Why should you care about users with elevated permissions in SQL Server?

The security model offered by Microsoft SQL Server is highly configurable and very robust when all security best practices are followed.

Why should you care about it?

The least-privileged user account (LUA) approach is an essential part of a defensive, in-depth strategy for countering security threats.

By the way, this check is a part of our SQL Server Health Check service.

LUA says that a user must be granted only those privileges, which are required to perform his task – nothing more, nothing less.

It is a best practice that can avoid many future issues like somebody rename or drop an object accidentally.

You can learn more about SQL Server database engine permissions in the Microsoft documentation.

How can I find users with elevated permissions in SQL Server?

SysAdmin users

Run the query below to list all the users with that are sysadmins or have GRANT CONTROL SERVER.

  1. USE master
  2. GO
  3. SELECT DISTINCT p.name AS [loginname] ,
  4. p.type ,
  5. p.type_desc ,
  6. p.is_disabled,
  7. s.sysadmin,
  8. CONVERT(VARCHAR(10),p.create_date ,101) AS [created],
  9. CONVERT(VARCHAR(10),p.modify_date , 101) AS [update]
  10. FROM sys.server_principals p
  11. JOIN sys.syslogins s ON p.sid = s.sid
  12. JOIN sys.server_permissions sp ON p.principal_id = sp.grantee_principal_id
  14. -- Logins that are not process logins
  15. AND p.name NOT LIKE '##%'
  16. AND (s.sysadmin = 1 OR sp.permission_name = 'CONTROL SERVER')
  17. ORDER BY p.name

Database owners

Run the query below to list all the users mapped to db_owner role.

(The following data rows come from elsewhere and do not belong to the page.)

//! Readiness classification of captured command output.
//!
//! Status commands print human-readable text; the only stable signal is
//! whether a transient-state word is present. Classifiers stay pluggable so
//! scenarios can swap markers without touching the poller.

pub trait OutputClassifier {
    fn is_ready(&self, output: &str) -> bool;
}

impl<F> OutputClassifier for F
where
    F: Fn(&str) -> bool,
{
    fn is_ready(&self, output: &str) -> bool {
        self(output)
    }
}

/// Ready when the keyword does not occur anywhere in the output.
#[derive(Debug, Clone, PartialEq, Eq)]
pub struct NegativeKeyword {
    keyword: String,
}

impl NegativeKeyword {
    pub fn new(keyword: impl Into<String>) -> Self {
        Self {
            keyword: keyword.into(),
        }
    }

    pub fn keyword(&self) -> &str {
        &self.keyword
    }
}

impl OutputClassifier for NegativeKeyword {
    fn is_ready(&self, output: &str) -> bool {
        !output.contains(&self.keyword)
    }
}
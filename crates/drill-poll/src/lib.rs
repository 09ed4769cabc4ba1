pub mod classify;
pub mod poller;
pub mod probe;
pub mod types;

#[cfg(test)]
pub(crate) mod testing;

pub use classify::*;
pub use poller::*;
pub use probe::*;
pub use types::*;
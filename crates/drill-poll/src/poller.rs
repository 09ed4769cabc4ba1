//! Bounded readiness polling over one-shot status commands.

use std::thread;

use drill_exec::{CommandRunner, ExecError};
use tracing::{debug, info, warn};

use crate::classify::OutputClassifier;
use crate::types::{PollOutcome, PollResult, PollSpec};

pub struct Poller<R> {
    runner: R,
}

impl<R: CommandRunner> Poller<R> {
    pub fn new(runner: R) -> Self {
        Self { runner }
    }

    /// Poll with the spec's own negative keyword.
    pub fn poll(&self, spec: &PollSpec) -> PollResult {
        self.poll_with(spec, &spec.classifier())
    }

    /// Sleep `spec.interval`, run the command, classify its stdout; repeat
    /// up to `spec.retries` times.
    ///
    /// Output counts as ready only when it is non-empty and the classifier
    /// accepts it. A command that fails to run or exits non-zero ends the
    /// poll at once: that is a broken setup, not a resource still settling.
    pub fn poll_with(&self, spec: &PollSpec, classifier: &dyn OutputClassifier) -> PollResult {
        let mut captured = String::new();

        for attempt in 1..=spec.retries {
            thread::sleep(spec.interval);

            let stdout = match self.runner.run(&spec.args) {
                Ok(output) => output.stdout,
                Err(err) => {
                    warn!(
                        command = %spec.args.join(" "),
                        attempt,
                        error = %err,
                        "poll command failed; giving up"
                    );
                    return PollResult {
                        outcome: PollOutcome::CommandFailed {
                            message: describe_failure(&err),
                        },
                        output: String::new(),
                        attempts: attempt,
                    };
                }
            };

            if !stdout.is_empty() && classifier.is_ready(&stdout) {
                info!(command = %spec.args.join(" "), attempt, "ready");
                return PollResult {
                    outcome: PollOutcome::Ready,
                    output: stdout,
                    attempts: attempt,
                };
            }

            debug!(
                command = %spec.args.join(" "),
                attempt,
                retries = spec.retries,
                "not ready yet"
            );
            captured = stdout;
        }

        warn!(
            command = %spec.args.join(" "),
            retries = spec.retries,
            "retries exhausted"
        );
        PollResult {
            outcome: PollOutcome::Exhausted,
            output: captured,
            attempts: spec.retries,
        }
    }
}

fn describe_failure(err: &ExecError) -> String {
    match err.stderr().map(str::trim) {
        Some(stderr) if !stderr.is_empty() => format!("{err}: {stderr}"),
        _ => err.to_string(),
    }
}
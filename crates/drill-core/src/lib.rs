pub mod config;
pub mod scenario;
pub mod types;
pub mod validation;

pub use config::*;
pub use scenario::*;
pub use types::*;
pub use validation::*;
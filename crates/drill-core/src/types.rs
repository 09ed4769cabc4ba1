use std::fmt;

/// Secret text captured from `acl bootstrap`. Never parsed, never logged.
#[derive(Clone, PartialEq, Eq, Default)]
pub struct Credential(String);

impl Credential {
    pub fn new(raw: impl Into<String>) -> Self {
        Self(raw.into())
    }

    /// The captured text, verbatim.
    pub fn expose(&self) -> &str {
        &self.0
    }

    pub fn is_empty(&self) -> bool {
        self.0.trim().is_empty()
    }
}

impl fmt::Debug for Credential {
    fn fmt(&self, f: &mut fmt::Formatter<'_>) -> fmt::Result {
        write!(f, "Credential(<redacted {} bytes>)", self.0.len())
    }
}
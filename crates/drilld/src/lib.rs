//! Drill scenario runner: bootstrap flow, workload staging, scenario driver
//! and reports.

pub mod bootstrap;
pub mod report;
pub mod scenario;
pub mod staging;

#[cfg(all(test, unix))]
pub(crate) mod fake;

pub use bootstrap::*;
pub use report::*;
pub use scenario::*;
pub use staging::*;
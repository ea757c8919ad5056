use std::fmt;

use indexmap::IndexMap;

#[derive(Debug, Clone, Copy, PartialEq, Eq)]
pub enum Capability {
    /// Chat completion used for keyword extraction.
    Keywords,
    /// Image generation from a text prompt.
    Image,
}

impl Capability {
    pub fn as_str(&self) -> &'static str {
        match self {
            Self::Keywords => "keywords",
            Self::Image => "image",
        }
    }
}

impl fmt::Display for Capability {
    fn fmt(&self, f: &mut fmt::Formatter<'_>) -> fmt::Result {
        f.write_str(self.as_str())
    }
}

/// Fixed request parameters for an image model.
#[derive(Debug, Clone, PartialEq, Eq)]
pub struct ImageParams {
    pub size: String,
    pub quality: Option<String>,
    pub response_format: Option<String>,
}

#[derive(Debug, Clone, PartialEq, Eq)]
pub struct ModelSpec {
    pub name: String,
    pub capability: Capability,
    pub image: Option<ImageParams>,
}

impl ModelSpec {
    pub fn supports(&self, capability: Capability) -> bool {
        self.capability == capability
    }
}

#[derive(Debug, Clone)]
pub struct ModelRegistry {
    models: IndexMap<String, ModelSpec>,
}

impl Default for ModelRegistry {
    fn default() -> Self {
        Self::new(None)
    }
}

impl ModelRegistry {
    pub fn new(models: Option<IndexMap<String, ModelSpec>>) -> Self {
        Self {
            models: models.unwrap_or_else(default_models),
        }
    }

    pub fn get(&self, name: &str) -> Option<&ModelSpec> {
        self.models.get(name)
    }

    pub fn list(&self) -> impl Iterator<Item = &ModelSpec> {
        self.models.values()
    }

    pub fn by_capability(&self, capability: Capability) -> Vec<ModelSpec> {
        self.models
            .values()
            .filter(|model| model.supports(capability))
            .cloned()
            .collect()
    }

    pub fn ensure(&self, name: &str, capability: Capability) -> Option<ModelSpec> {
        self.get(name)
            .filter(|model| model.supports(capability))
            .cloned()
    }
}

// Registration order is the fallback order: the first model of a capability
// is its default.
fn default_models() -> IndexMap<String, ModelSpec> {
    let mut map = IndexMap::new();

    for name in ["gpt-3.5-turbo", "gpt-4o-mini", "gpt-4o"] {
        map.insert(
            name.to_string(),
            ModelSpec {
                name: name.to_string(),
                capability: Capability::Keywords,
                image: None,
            },
        );
    }

    let mut insert_image = |name: &str, size: &str, quality: Option<&str>, url_format: bool| {
        map.insert(
            name.to_string(),
            ModelSpec {
                name: name.to_string(),
                capability: Capability::Image,
                image: Some(ImageParams {
                    size: size.to_string(),
                    quality: quality.map(str::to_string),
                    response_format: url_format.then(|| "url".to_string()),
                }),
            },
        );
    };
    insert_image("dall-e-3", "1024x1024", Some("standard"), true);
    insert_image("dall-e-2", "1024x1024", None, true);
    // gpt-image-1 always answers with b64_json and rejects `response_format`.
    insert_image("gpt-image-1", "1024x1024", Some("medium"), false);

    map
}

#[cfg(test)]
mod tests {
    use super::*;

    #[test]
    fn defaults_lead_each_capability() {
        let registry = ModelRegistry::default();
        assert_eq!(
            registry.by_capability(Capability::Keywords)[0].name,
            "gpt-3.5-turbo"
        );
        assert_eq!(registry.by_capability(Capability::Image)[0].name, "dall-e-3");
    }

    #[test]
    fn dall_e_3_carries_fixed_generation_params() {
        let registry = ModelRegistry::default();
        let spec = registry
            .ensure("dall-e-3", Capability::Image)
            .and_then(|model| model.image);
        assert_eq!(
            spec,
            Some(ImageParams {
                size: "1024x1024".to_string(),
                quality: Some("standard".to_string()),
                response_format: Some("url".to_string()),
            })
        );
    }

    #[test]
    fn ensure_rejects_capability_mismatch() {
        let registry = ModelRegistry::default();
        assert!(registry.ensure("gpt-4o", Capability::Image).is_none());
        assert!(registry.ensure("gpt-4o", Capability::Keywords).is_some());
        assert!(registry.ensure("missing", Capability::Keywords).is_none());
    }
}
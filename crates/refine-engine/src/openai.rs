use std::fs;
use std::path::Path;

use base64::engine::general_purpose::STANDARD as BASE64;
use base64::Engine as _;
use refine_contracts::config::{ApiKey, PipelineSettings};
use refine_contracts::keywords::parse_keyword_payload;
use refine_contracts::models::ModelSpec;
use refine_contracts::prompt::ImageReference;
use refine_contracts::{Keyword, RefineError, RefineResult, TransportErrorKind};
use reqwest::blocking::Client as HttpClient;
use serde_json::{json, Map, Value};
use tracing::debug;

const KEYWORD_SYSTEM_PROMPT: &str = "You are a helpful assistant that generates relevant keywords for image refinement. Return only a JSON array of keywords.";

/// One attempt at pulling refinement keywords for a prompt.
pub trait KeywordExtractor: Send + Sync {
    fn extract_keywords(&self, prompt: &str) -> RefineResult<Vec<Keyword>>;
}

/// One attempt at generating an image for a prompt.
pub trait ImageGenerator: Send + Sync {
    fn generate_image(&self, prompt: &str) -> RefineResult<ImageReference>;
}

#[derive(Debug, Clone)]
pub struct OpenAiClient {
    api_base: String,
    api_key: ApiKey,
    http: HttpClient,
    text_model: ModelSpec,
    image_model: ModelSpec,
    keyword_count: u32,
    temperature: f32,
}

impl OpenAiClient {
    pub fn new(
        api_key: ApiKey,
        settings: &PipelineSettings,
        text_model: ModelSpec,
        image_model: ModelSpec,
    ) -> RefineResult<Self> {
        let http = HttpClient::builder()
            .timeout(settings.request_timeout)
            .build()
            .map_err(|err| RefineError::config(format!("failed to build HTTP client: {err}")))?;
        Ok(Self::with_http(api_key, settings, text_model, image_model, http))
    }

    pub fn with_http(
        api_key: ApiKey,
        settings: &PipelineSettings,
        text_model: ModelSpec,
        image_model: ModelSpec,
        http: HttpClient,
    ) -> Self {
        Self {
            api_base: settings.api_base.trim_end_matches('/').to_string(),
            api_key,
            http,
            text_model,
            image_model,
            keyword_count: settings.keyword_count,
            temperature: settings.temperature,
        }
    }

    pub fn text_model(&self) -> &ModelSpec {
        &self.text_model
    }

    pub fn image_model(&self) -> &ModelSpec {
        &self.image_model
    }

    fn keyword_request(&self, prompt: &str) -> Value {
        json!({
            "model": self.text_model.name,
            "messages": [
                { "role": "system", "content": KEYWORD_SYSTEM_PROMPT },
                {
                    "role": "user",
                    "content": format!(
                        "Generate {} relevant keywords for refining this image prompt: {prompt}",
                        self.keyword_count
                    ),
                },
            ],
            "temperature": self.temperature,
        })
    }

    fn image_request(&self, prompt: &str) -> Value {
        let mut payload = Map::new();
        payload.insert("model".to_string(), json!(self.image_model.name));
        payload.insert("prompt".to_string(), json!(prompt));
        payload.insert("n".to_string(), json!(1));
        if let Some(params) = &self.image_model.image {
            payload.insert("size".to_string(), json!(params.size));
            if let Some(quality) = &params.quality {
                payload.insert("quality".to_string(), json!(quality));
            }
            if let Some(format) = &params.response_format {
                payload.insert("response_format".to_string(), json!(format));
            }
        }
        Value::Object(payload)
    }

    fn post_json(&self, endpoint: &str, payload: &Value) -> RefineResult<Value> {
        debug!(endpoint, "POST");
        let response = self
            .http
            .post(endpoint)
            .bearer_auth(self.api_key.expose())
            .json(payload)
            .send()
            .map_err(|err| {
                RefineError::transport(
                    TransportErrorKind::Unknown,
                    None,
                    format!("request to {endpoint} failed: {err}"),
                )
            })?;
        let status = response.status();
        let body = response.text().map_err(|err| {
            RefineError::transport(
                TransportErrorKind::Unknown,
                Some(status.as_u16()),
                format!("failed reading response body from {endpoint}: {err}"),
            )
        })?;
        if !status.is_success() {
            return Err(status_error(status.as_u16(), &body));
        }
        serde_json::from_str(&body).map_err(|err| {
            RefineError::parse(format!("{endpoint} returned invalid JSON: {err}"), body)
        })
    }

    /// Fetches the image behind `image` and writes it to `path`. Handles both
    /// hosted URLs and inline `data:` URLs.
    pub fn download_image(&self, image: &ImageReference, path: &Path) -> RefineResult<u64> {
        let bytes = if let Some(inline) = image.url.strip_prefix("data:") {
            let (_, encoded) = inline.split_once(";base64,").ok_or_else(|| {
                RefineError::parse("inline image URL is not base64 encoded", truncate_text(&image.url, 64))
            })?;
            BASE64.decode(encoded.as_bytes()).map_err(|err| {
                RefineError::parse(
                    format!("inline image base64 decode failed: {err}"),
                    truncate_text(encoded, 64),
                )
            })?
        } else {
            let response = self.http.get(&image.url).send().map_err(|err| {
                RefineError::transport(
                    TransportErrorKind::Unknown,
                    None,
                    format!("failed downloading image ({}): {err}", image.url),
                )
            })?;
            let status = response.status();
            if !status.is_success() {
                let body = response.text().unwrap_or_default();
                return Err(status_error(status.as_u16(), &body));
            }
            response
                .bytes()
                .map_err(|err| {
                    RefineError::transport(
                        TransportErrorKind::Unknown,
                        Some(status.as_u16()),
                        format!("failed reading image bytes: {err}"),
                    )
                })?
                .to_vec()
        };

        if let Some(parent) = path.parent().filter(|parent| !parent.as_os_str().is_empty()) {
            fs::create_dir_all(parent).map_err(|err| {
                RefineError::config(format!("cannot create {}: {err}", parent.display()))
            })?;
        }
        fs::write(path, &bytes)
            .map_err(|err| RefineError::config(format!("cannot write {}: {err}", path.display())))?;
        Ok(bytes.len() as u64)
    }
}

impl KeywordExtractor for OpenAiClient {
    fn extract_keywords(&self, prompt: &str) -> RefineResult<Vec<Keyword>> {
        let endpoint = format!("{}/chat/completions", self.api_base);
        let response = self.post_json(&endpoint, &self.keyword_request(prompt))?;
        let content = response
            .pointer("/choices/0/message/content")
            .and_then(Value::as_str)
            .ok_or_else(|| {
                RefineError::parse(
                    "chat completion has no choices[0].message.content",
                    response.to_string(),
                )
            })?;
        debug!(content, "keyword completion");
        parse_keyword_payload(content)
    }
}

impl ImageGenerator for OpenAiClient {
    fn generate_image(&self, prompt: &str) -> RefineResult<ImageReference> {
        let endpoint = format!("{}/images/generations", self.api_base);
        let response = self.post_json(&endpoint, &self.image_request(prompt))?;
        image_reference_from_response(&response)
    }
}

fn image_reference_from_response(response: &Value) -> RefineResult<ImageReference> {
    let first = response.pointer("/data/0");
    let revised_prompt = first
        .and_then(|item| item.get("revised_prompt"))
        .and_then(Value::as_str)
        .map(str::to_string);

    if let Some(url) = first.and_then(|item| item.get("url")).and_then(Value::as_str) {
        return Ok(ImageReference {
            url: url.to_string(),
            revised_prompt,
        });
    }
    if let Some(b64) = first
        .and_then(|item| item.get("b64_json"))
        .and_then(Value::as_str)
    {
        return Ok(ImageReference {
            url: format!("data:image/png;base64,{b64}"),
            revised_prompt,
        });
    }
    Err(RefineError::parse(
        "No image URL in response",
        truncate_text(&response.to_string(), 512),
    ))
}

fn status_error(code: u16, body: &str) -> RefineError {
    let kind = TransportErrorKind::from_status(code);
    let api_message = serde_json::from_str::<Value>(body)
        .ok()
        .and_then(|value| {
            value
                .pointer("/error/message")
                .and_then(Value::as_str)
                .map(str::to_string)
        })
        .filter(|message| !message.trim().is_empty());

    let message = match (kind, api_message) {
        (TransportErrorKind::BadRequest, _) => truncate_text(body, 512),
        (_, Some(message)) => message,
        (_, None) if body.trim().is_empty() => format!("HTTP {code}"),
        (_, None) => format!("HTTP {code}: {}", truncate_text(body, 512)),
    };
    RefineError::transport(kind, Some(code), message)
}

fn truncate_text(value: &str, max_chars: usize) -> String {
    if value.chars().count() <= max_chars {
        return value.to_string();
    }
    value.chars().take(max_chars).collect::<String>() + "…"
}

  1. exec sp_msForEachDb ' use [?]
  2. select db_name() as [database_name], r.[name] as [role], p.[name] as [member] from
  3. sys.database_role_members m
  4. join
  5. sys.database_principals r on m.role_principal_id = r.principal_id
  6. join
  7. sys.database_principals p on m.member_principal_id = p.principal_id
  8. where
  9. r.name = ''db_owner'''

How to reduce user permissions

Choose lower permission to the users listed if they don’t need to have these privileges.

Remove the user from the sysadmin server role when possible.

Use db_datareader and db_datawriter roles to give people the right to read and write to any table in the database.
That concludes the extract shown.